Algo igualmente interessante acontece quando o torcedor “perde”. Ele chora, sofre, pensa que ELE perdeu e que ele será zoado pelos amiguinhos adversários, enquanto na verdade foi só um jogo, só um time que não jogou tão bem e que não conseguiu completar o destino final. ”Não deu, fica para a próxima”, mas poucos conseguem pensar assim. O povo sofre, se desespera, se descabela. Parece até que eles estavam perdendo um dente sem anestésicos e sem poder colocar um novo dente no lugar.
Não estou aqui falando de uma atitude egoísta, do ”cada um cuida da própria vida e que se dane os outros”. Não é nada disso. Inclusive, acho legal essa ideia da parceria, de todo mundo ir junto, de rir, de fazer um social. O que não acho legal é ter um sentimento visceral exagerado que te faz perder o foco da sua vida, que é o que realmente importa.
Você já se imaginou vitorioso? Já tentou batalhar para conseguir um emprego melhor? Para sair desse relacionamento de merda que você vive e não abre mão porque é inseguro demais para isso? Já pensou em fazer algo que ninguém fez, ao invés de ficar seguindo as modinhas que te ensinam e que você, com preguiça de pensar e de ralar, nunca pensou que poderia ser diferente? Então por que se espelhar tanto na vida dos outros, se você mal tem tempo para regar as suas flores? A parceria e um ombro amigo é fundamental, mas nada de exageros. Você pode sim torcer, botar fé que vai dar certo, mas não espelhe a vitória e o orgulho na vida dos jogadores ou de qualquer outro hobby que você tenha na sua vida: espelhe na sua própria trajetória e conquiste a SUA vitória.

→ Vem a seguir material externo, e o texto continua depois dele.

/// Static showcase configuration
///
/// Loaded once at startup. Every field except `sections` and `models` has a
/// default, so a minimal TOML file only lists the sections and their models:
///
/// ```toml
/// sections = ["intro", "details"]
///
/// [[models]]
/// src = "/models/intro.glb"
/// camera_orbit = "45deg 75deg 105%"
///
/// [[models]]
/// src = "/models/details.glb"
/// camera_orbit = "-45deg 75deg 105%"
/// ```
use serde::{Deserialize, Serialize};
use std::time::Duration;

use crate::dispatch::DispatchSettings;
use crate::error::{ConfigError, Result};
use crate::observer::ObserverSettings;
use crate::registry::{ModelBinding, SectionRegistry};
use crate::transition::TransitionTimings;

#[derive(Debug, Clone, PartialEq, Serialize, Deserialize)]
pub struct ModelEntry {
    pub src: String,
    pub camera_orbit: String,
}

#[derive(Debug, Clone, PartialEq, Serialize, Deserialize)]
#[serde(default)]
pub struct TimingsConfig {
    pub fade_out_ms: u64,
    pub settle_ms: u64,
    pub fade_in_ms: u64,
    pub style_transition_ms: u64,
}

impl Default for TimingsConfig {
    fn default() -> Self {
        Self {
            fade_out_ms: 300,
            settle_ms: 150,
            fade_in_ms: 300,
            style_transition_ms: 600,
        }
    }
}

#[derive(Debug, Clone, PartialEq, Serialize, Deserialize)]
#[serde(default)]
pub struct DispatchConfig {
    pub debounce_ms: u64,
    pub startup_delay_ms: u64,
}

impl Default for DispatchConfig {
    fn default() -> Self {
        Self {
            debounce_ms: 16,
            startup_delay_ms: 500,
        }
    }
}

#[derive(Debug, Clone, PartialEq, Serialize, Deserialize)]
#[serde(default)]
pub struct ObserverConfig {
    pub thresholds: Vec<f64>,
    pub root_margin: f64,
    pub min_ratio: f64,
}

impl Default for ObserverConfig {
    fn default() -> Self {
        Self {
            thresholds: vec![0.0, 0.25, 0.5, 0.75, 1.0],
            root_margin: 0.2,
            min_ratio: 0.3,
        }
    }
}

#[derive(Debug, Clone, PartialEq, Serialize, Deserialize)]
pub struct ShowcaseConfig {
    pub sections: Vec<String>,
    pub models: Vec<ModelEntry>,
    #[serde(default)]
    pub timings: TimingsConfig,
    #[serde(default)]
    pub dispatch: DispatchConfig,
    #[serde(default)]
    pub observer: ObserverConfig,
}

impl ShowcaseConfig {
    pub fn from_toml_str(input: &str) -> Result<Self> {
        Ok(toml::from_str(input)?)
    }

    pub fn registry(&self) -> Result<SectionRegistry> {
        let bindings = self
            .models
            .iter()
            .enumerate()
            .map(|(index, entry)| {
                ModelBinding::parse(index, entry.src.clone(), &entry.camera_orbit)
            })
            .collect::<Result<Vec<_>>>()?;
        SectionRegistry::new(self.sections.clone(), bindings)
    }

    pub fn transition_timings(&self) -> TransitionTimings {
        let t = &self.timings;
        TransitionTimings {
            fade_out: Duration::from_millis(t.fade_out_ms),
            settle: Duration::from_millis(t.settle_ms),
            fade_in: Duration::from_millis(t.fade_in_ms),
            style_transition: Duration::from_millis(t.style_transition_ms),
        }
    }

    pub fn dispatch_settings(&self) -> DispatchSettings {
        DispatchSettings {
            debounce: Duration::from_millis(self.dispatch.debounce_ms),
            startup_delay: Duration::from_millis(self.dispatch.startup_delay_ms),
        }
    }

    pub fn observer_settings(&self) -> Result<ObserverSettings> {
        let o = &self.observer;
        if o.thresholds.is_empty() {
            return Err(invalid("observer.thresholds", "at least one threshold is required"));
        }
        if o.thresholds.iter().any(|t| !(0.0..=1.0).contains(t)) {
            return Err(invalid("observer.thresholds", "thresholds must lie in [0, 1]"));
        }
        if o.thresholds.windows(2).any(|w| w[0] >= w[1]) {
            return Err(invalid("observer.thresholds", "thresholds must be strictly ascending"));
        }
        if !(0.0..0.5).contains(&o.root_margin) {
            return Err(invalid("observer.root_margin", "margin must lie in [0, 0.5)"));
        }
        if !(0.0..=1.0).contains(&o.min_ratio) {
            return Err(invalid("observer.min_ratio", "ratio must lie in [0, 1]"));
        }
        Ok(ObserverSettings {
            thresholds: o.thresholds.clone(),
            root_margin: o.root_margin,
            min_ratio: o.min_ratio,
        })
    }
}

impl Default for ShowcaseConfig {
    /// Five sections, each with its own model and viewing angle
    fn default() -> Self {
        let models = [
            ("/models/model1.glb", "45deg 75deg 105%"),
            ("/models/model2.glb", "-45deg 75deg 105%"),
            ("/models/model3.glb", "0deg 90deg 120%"),
            ("/models/model4.glb", "180deg 75deg 105%"),
            ("/models/model5.glb", "0deg 45deg 90%"),
        ];
        Self {
            sections: (1..=models.len()).map(|i| format!("section-{i}")).collect(),
            models: models
                .iter()
                .map(|(src, orbit)| ModelEntry {
                    src: src.to_string(),
                    camera_orbit: orbit.to_string(),
                })
                .collect(),
            timings: TimingsConfig::default(),
            dispatch: DispatchConfig::default(),
            observer: ObserverConfig::default(),
        }
    }
}

fn invalid(field: &'static str, message: &str) -> ConfigError {
    ConfigError::InvalidSetting {
        field,
        message: message.to_string(),
    }
}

É você que será o jogador capaz de construir uma nova realidade através dos membros da escola que o seu filho estuda, que batalhará por um emprego digno, para quem sabe uma vez por ano fazer uma viagem decente com a sua família. É você que fará o gol da vitória quando nascer o seu primeiro filho e você ganhar mais um novo diploma de um curso legal que você fez por aí. É você também que sofrerá muitas derrotas, relações dilaceradas, talvez até a morte de um filho ou um ente querido, mas que será capaz de sair de tudo isso com força, fazendo uma nova estrutura técnica para a sua vida: literalmente balançando o time e mudando jogo. Essa partida sim, é sua. No jogo dos outros é “Boa sorte, conte comigo, mas eu não posso viver a sua vida enquanto não terminar a minha”.
Qual é a vantagem em ser o país do futebol quando não se tem mais nada fora isso?